Lord Rogers, the architect famous for the Pompidou Centre, the Lloyd’s of London building and Millennium Dome, has turned his hand to mobile health clinics.
The new clinic, for emergency response healthcare in remote locations, will go on display in an exhibition on the impact of design and urban planning on human health.
It has been designed by architects Rogers Stirk Harbour and Partners (RSHP), of which Lord Rogers is a founding partner.
The firm won a commission launched by the Wellcome Collection, in London.
Developed with Doctors Of The World, the clinic is billed as a potential “temporary health clinic of the future” which is “simple and economic to build”.
The exhibition will feature more than 100 objects and looks at everything from a high rise estate in Deptford, south-east London, to Poundbury, the Prince of Wales’ model village.
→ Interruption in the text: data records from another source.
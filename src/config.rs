//! TOML configuration.
//!
//! Every policy constant the cache and rewrite engine depend on (validity
//! window, upload size limit, similarity threshold, provider timeouts) is
//! read from here and passed explicitly to the component that needs it.
//!
//! ```toml
//! [db]
//! path = "./data/refinery.sqlite"
//!
//! [cache]
//! validity_days = 30
//! max_upload_bytes = 2097152
//! model = "resume-parser.bin"
//!
//! [rewrite]
//! threshold = 0.30
//! timeout_secs = 60
//!
//! [[providers]]
//! kind = "openai"
//! model = "gpt-4o-mini"
//! embedding_model = "text-embedding-3-small"
//!
//! [[providers]]
//! kind = "ollama"
//! model = "qwen3:8b"
//! embedding_model = "nomic-embed-text:137m-v1.5-fp16"
//!
//! [server]
//! bind = "127.0.0.1:8000"
//! ```

use anyhow::{bail, Context, Result};
use serde::Deserialize;
use std::path::{Path, PathBuf};
use std::time::Duration;

#[derive(Debug, Deserialize, Clone)]
pub struct Config {
    pub db: DbConfig,
    #[serde(default)]
    pub cache: CacheConfig,
    #[serde(default)]
    pub rewrite: RewriteConfig,
    #[serde(default = "default_providers")]
    pub providers: Vec<ProviderConfig>,
    #[serde(default)]
    pub server: ServerConfig,
}

#[derive(Debug, Deserialize, Clone)]
pub struct DbConfig {
    pub path: PathBuf,
}

#[derive(Debug, Deserialize, Clone)]
pub struct CacheConfig {
    #[serde(default = "default_validity_days")]
    pub validity_days: i64,
    #[serde(default = "default_max_upload_bytes")]
    pub max_upload_bytes: usize,
    /// Parsing model identifier. A path to an existing file is hashed by
    /// content; anything else is hashed as a string.
    #[serde(default = "default_parser_model")]
    pub model: String,
}

impl Default for CacheConfig {
    fn default() -> Self {
        Self {
            validity_days: default_validity_days(),
            max_upload_bytes: default_max_upload_bytes(),
            model: default_parser_model(),
        }
    }
}

impl CacheConfig {
    /// Saturates instead of panicking; `validate` rejects values that
    /// would need it.
    pub fn validity_window(&self) -> chrono::Duration {
        chrono::Duration::try_days(self.validity_days).unwrap_or(chrono::Duration::MAX)
    }
}

fn default_validity_days() -> i64 {
    30
}
fn default_max_upload_bytes() -> usize {
    2 * 1024 * 1024
}
fn default_parser_model() -> String {
    "resume-parser.bin".to_string()
}

#[derive(Debug, Deserialize, Clone)]
pub struct RewriteConfig {
    #[serde(default = "default_threshold")]
    pub threshold: f32,
    #[serde(default = "default_call_timeout_secs")]
    pub timeout_secs: u64,
}

impl Default for RewriteConfig {
    fn default() -> Self {
        Self {
            threshold: default_threshold(),
            timeout_secs: default_call_timeout_secs(),
        }
    }
}

impl RewriteConfig {
    pub fn call_timeout(&self) -> Duration {
        Duration::from_secs(self.timeout_secs)
    }
}

fn default_threshold() -> f32 {
    0.30
}
fn default_call_timeout_secs() -> u64 {
    60
}

/// One entry in the ordered provider list.
#[derive(Debug, Deserialize, Clone)]
pub struct ProviderConfig {
    /// `openai`, `ollama`, or `local`.
    pub kind: String,
    /// Generation model.
    #[serde(default)]
    pub model: Option<String>,
    /// Embedding model; falls back to a per-kind default.
    #[serde(default)]
    pub embedding_model: Option<String>,
    #[serde(default)]
    pub url: Option<String>,
    #[serde(default = "default_max_retries")]
    pub max_retries: u32,
    #[serde(default = "default_http_timeout_secs")]
    pub timeout_secs: u64,
}

impl ProviderConfig {
    pub fn new(kind: &str) -> Self {
        Self {
            kind: kind.to_string(),
            model: None,
            embedding_model: None,
            url: None,
            max_retries: default_max_retries(),
            timeout_secs: default_http_timeout_secs(),
        }
    }
}

fn default_max_retries() -> u32 {
    3
}
fn default_http_timeout_secs() -> u64 {
    120
}

fn default_providers() -> Vec<ProviderConfig> {
    vec![ProviderConfig::new("openai"), ProviderConfig::new("ollama")]
}

#[derive(Debug, Deserialize, Clone)]
pub struct ServerConfig {
    #[serde(default = "default_bind")]
    pub bind: String,
}

impl Default for ServerConfig {
    fn default() -> Self {
        Self {
            bind: default_bind(),
        }
    }
}

fn default_bind() -> String {
    "127.0.0.1:8000".to_string()
}

impl Config {
    /// Defaults for everything, with the database at `db_path`.
    pub fn minimal(db_path: impl Into<PathBuf>) -> Self {
        Self {
            db: DbConfig {
                path: db_path.into(),
            },
            cache: CacheConfig::default(),
            rewrite: RewriteConfig::default(),
            providers: default_providers(),
            server: ServerConfig::default(),
        }
    }
}

pub fn load_config(path: &Path) -> Result<Config> {
    let content = std::fs::read_to_string(path)
        .with_context(|| format!("Failed to read config file: {}", path.display()))?;
    parse_config(&content)
}

pub fn parse_config(content: &str) -> Result<Config> {
    let mut config: Config =
        toml::from_str(content).with_context(|| "Failed to parse config file")?;
    if config.providers.is_empty() {
        config.providers = default_providers();
    }
    validate(&config)?;
    Ok(config)
}

fn validate(config: &Config) -> Result<()> {
    if config.cache.validity_days <= 0 {
        bail!("cache.validity_days must be > 0");
    }
    if chrono::Duration::try_days(config.cache.validity_days).is_none() {
        bail!(
            "cache.validity_days is out of range: {}",
            config.cache.validity_days
        );
    }
    if config.cache.max_upload_bytes == 0 {
        bail!("cache.max_upload_bytes must be > 0");
    }
    if config.cache.model.trim().is_empty() {
        bail!("cache.model must not be empty");
    }
    if !(0.0..=1.0).contains(&config.rewrite.threshold) {
        bail!("rewrite.threshold must be in [0.0, 1.0]");
    }
    if config.rewrite.timeout_secs == 0 {
        bail!("rewrite.timeout_secs must be > 0");
    }
    for p in &config.providers {
        match p.kind.as_str() {
            "openai" | "ollama" | "local" => {}
            other => bail!(
                "Unknown provider kind: '{}'. Must be openai, ollama, or local.",
                other
            ),
        }
    }
    Ok(())
}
Ivan Harbour, architect and senior partner at RSHP, said: “Architecture has the ability and responsibility to improve people’s lives and nowhere is this more important than at times of emergency and crisis.”
Lord Rogers said: “Seeing the mobile clinic structure take shape at Wellcome Collection in the context of an exhibition about architecture, society and health will be a dream come true.”
Living With Buildings opens at Wellcome Collection on October 4 and runs until spring 2019.